Abstract

The mammalian startle reflex is a fast response to sudden intense sensory stimuli that can be increased by anxiety or decreased by reward. The cellular integration of sensory and modulatory information takes place in giant neurones of the caudal pontine reticular formation (PnC). The startle reflex is known to be enhanced by 5-hydroxytryptamine (5-HT); however, signalling mechanisms that change the excitability of the PnC giant neurones are poorly understood. Possible molecular candidates are two-pore-domain K(+) (K(2)P) channels that generate a variable K(+) background conductance and control neuronal excitability upon activation of G-protein-coupled receptors. We demonstrate by in situ hybridization that the K(2)P channel TASK-3 is substantially expressed in PnC giant neurones.

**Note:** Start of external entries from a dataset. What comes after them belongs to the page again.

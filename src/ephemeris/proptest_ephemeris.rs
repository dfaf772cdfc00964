//! Property-based tests for ephemeris computations using proptest.
//!
//! These tests verify that orbital computations maintain expected properties
//! across a wide range of inputs.

use proptest::prelude::*;
use std::f64::consts::TAU;

use super::kepler::{KeplerOrbit, SOLVER_TOLERANCE};

proptest! {
    #![proptest_config(ProptestConfig::with_cases(200))]

    /// Verify Kepler solver convergence for all valid eccentricities and mean anomalies.
    ///
    /// The solver should always converge and produce E such that M = E - e*sin(E).
    #[test]
    fn prop_kepler_solver_convergence(
        mean_anomaly_normalized in 0.0f64..1.0,
        eccentricity in 0.0f64..0.95,
    ) {
        let mean_anomaly = mean_anomaly_normalized * TAU;

        let orbit = KeplerOrbit::from_elements(
            1.0,
            eccentricity,
            0.0,
            0.0,
            0.0,
            0.0,
            365.256,
        ).unwrap();

        let e_anom = orbit.solve_eccentric_anomaly(mean_anomaly);

        // Verify Kepler's equation: M = E - e*sin(E)
        let m_check = e_anom - eccentricity * e_anom.sin();
        let m_normalized = mean_anomaly.rem_euclid(TAU);

        let error = (m_check - m_normalized).abs();
        prop_assert!(
            error < 10.0 * SOLVER_TOLERANCE,
            "Kepler solver failed: M={}, e={}, E={}, M_check={}, error={}",
            mean_anomaly, eccentricity, e_anom, m_check, error
        );
    }

    /// Verify mean anomaly normalization stays in [0, 2π) for arbitrary times.
    #[test]
    fn prop_mean_anomaly_normalized(
        t_days in -1.0e5f64..1.0e5,
        m0_deg in 0.0f64..360.0,
    ) {
        let orbit = KeplerOrbit::from_elements(
            1.524,
            0.0934,
            1.85,
            49.6,
            286.5,
            m0_deg,
            686.98,
        ).unwrap();

        let m = orbit.mean_anomaly_at_days(t_days);
        prop_assert!((0.0..TAU).contains(&m), "M = {} out of range at t = {}", m, t_days);
    }

    /// Verify position returns to start after one period.
    ///
    /// After exactly one orbital period, the body should return to its
    /// starting position within solver tolerance.
    #[test]
    fn prop_position_periodic(
        eccentricity in 0.0f64..0.6,
        start_time_days in -365.0f64..365.0,
        inclination_deg in 0.0f64..25.0,
    ) {
        let orbit = KeplerOrbit::from_elements(
            1.0,
            eccentricity,
            inclination_deg,
            30.0,
            45.0,
            10.0,
            365.256,
        ).unwrap();

        let period = orbit.period_days();
        let pos_start = orbit.position_at_days(start_time_days);
        let pos_end = orbit.position_at_days(start_time_days + period);

        let distance = (pos_end - pos_start).length();
        prop_assert!(
            distance < 1e-4,
            "Position not periodic: distance after one period = {} AU",
            distance
        );
    }

    /// Verify position continuity - no discontinuous jumps.
    ///
    /// Position should change smoothly over time with no sudden jumps.
    #[test]
    fn prop_position_continuity(
        start_time_days in 0.0f64..3650.0,
        eccentricity in 0.0f64..0.5,
    ) {
        let orbit = KeplerOrbit::from_elements(
            1.0,
            eccentricity,
            10.0,
            45.0,
            45.0,
            0.0,
            365.256,
        ).unwrap();

        // Check continuity over small time steps
        let dt = 0.05; // days
        let pos1 = orbit.position_at_days(start_time_days);
        let pos2 = orbit.position_at_days(start_time_days + dt);
        let pos3 = orbit.position_at_days(start_time_days + 2.0 * dt);

        // Finite-difference speeds in AU/day
        let v12 = (pos2 - pos1).length() / dt;
        let v23 = (pos3 - pos2).length() / dt;

        // Speed should not change dramatically between adjacent samples
        // (for non-extreme orbits)
        let v_change = (v23 - v12).abs() / (v12 + 1e-4);
        prop_assert!(
            v_change < 0.15,
            "Velocity discontinuity detected: v12={}, v23={}, change={}%",
            v12, v23, v_change * 100.0
        );
    }

    /// Verify radius bounds: r must stay within [a(1-e), a(1+e)] everywhere.
    #[test]
    fn prop_radius_within_apsides(
        eccentricity in 0.0f64..0.9,
        t_days in -1.0e4f64..1.0e4,
        semi_major_axis in 0.3f64..40.0,
    ) {
        let orbit = KeplerOrbit::from_elements(
            semi_major_axis,
            eccentricity,
            5.0,
            100.0,
            270.0,
            180.0,
            4332.0,
        ).unwrap();

        let r = orbit.position_at_days(t_days).length();
        let perihelion = semi_major_axis * (1.0 - eccentricity);
        let aphelion = semi_major_axis * (1.0 + eccentricity);

        prop_assert!(
            r >= perihelion * (1.0 - 1e-6) && r <= aphelion * (1.0 + 1e-6),
            "Radius {} AU outside [{}, {}] at t={}",
            r, perihelion, aphelion, t_days
        );
    }

    /// Verify sampled orbit paths are closed and finite.
    #[test]
    fn prop_sampled_path_closed(
        samples in 90usize..360,
        eccentricity in 0.0f64..0.8,
    ) {
        let orbit = KeplerOrbit::from_elements(
            5.2,
            eccentricity,
            1.3,
            100.5,
            273.9,
            20.0,
            4332.589,
        ).unwrap();

        let path = orbit.sample_path(samples);
        prop_assert_eq!(path.len(), samples + 1);

        for p in &path {
            prop_assert!(p.is_finite(), "Non-finite path sample: {:?}", p);
        }

        let gap = (path[0] - path[path.len() - 1]).length();
        prop_assert!(gap < 1e-9, "Path not closed: gap = {} AU", gap);
    }
}

#[cfg(test)]
mod deterministic_tests {
    use super::*;
    use crate::ephemeris::data::all_bodies;

    #[test]
    fn test_all_body_orbits_have_valid_eccentricity() {
        for body in all_bodies() {
            // Only bodies with orbits (not the Sun)
            if let Some(ref orbit) = body.orbit {
                let e = orbit.eccentricity;
                assert!(
                    (0.0..1.0).contains(&e),
                    "{:?} has invalid eccentricity {}",
                    body.id,
                    e
                );
            }
        }
    }

    #[test]
    fn test_kepler_solver_at_boundary_mean_anomaly() {
        // Test at M = 0, π, 2π
        let orbit = KeplerOrbit::from_elements(1.0, 0.5, 0.0, 0.0, 0.0, 0.0, 365.256).unwrap();

        for m in [0.0, std::f64::consts::PI, TAU - 0.001, TAU] {
            let e = orbit.solve_eccentric_anomaly(m);
            assert!(e.is_finite(), "Solver failed at M = {}", m);
        }
    }
}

Brain slice recordings revealed a corresponding background K(+) current in these cells that forms about 30% of the outward current at -30 mV. Inactivation of TASK-3 at pH 6.4 and by ruthenium red depolarized the cells by about 7 mV and increased the action potential frequency as well as duration. Specific activation of Galpha(q)-coupled 5-HT(2) receptors with alpha-methyl 5-HT evoked a similar increase of neuronal excitability. Consistently, we measured afferent synaptic inputs from serotonergic raphe neurones and detected 5-HT(2C) receptors in PnC giant neurones by immunohistochemistry. Thus, neuronal excitability of PnC giant neurones in vivo is most likely increased by serotonergic projections via the K(2)P channel TASK-3.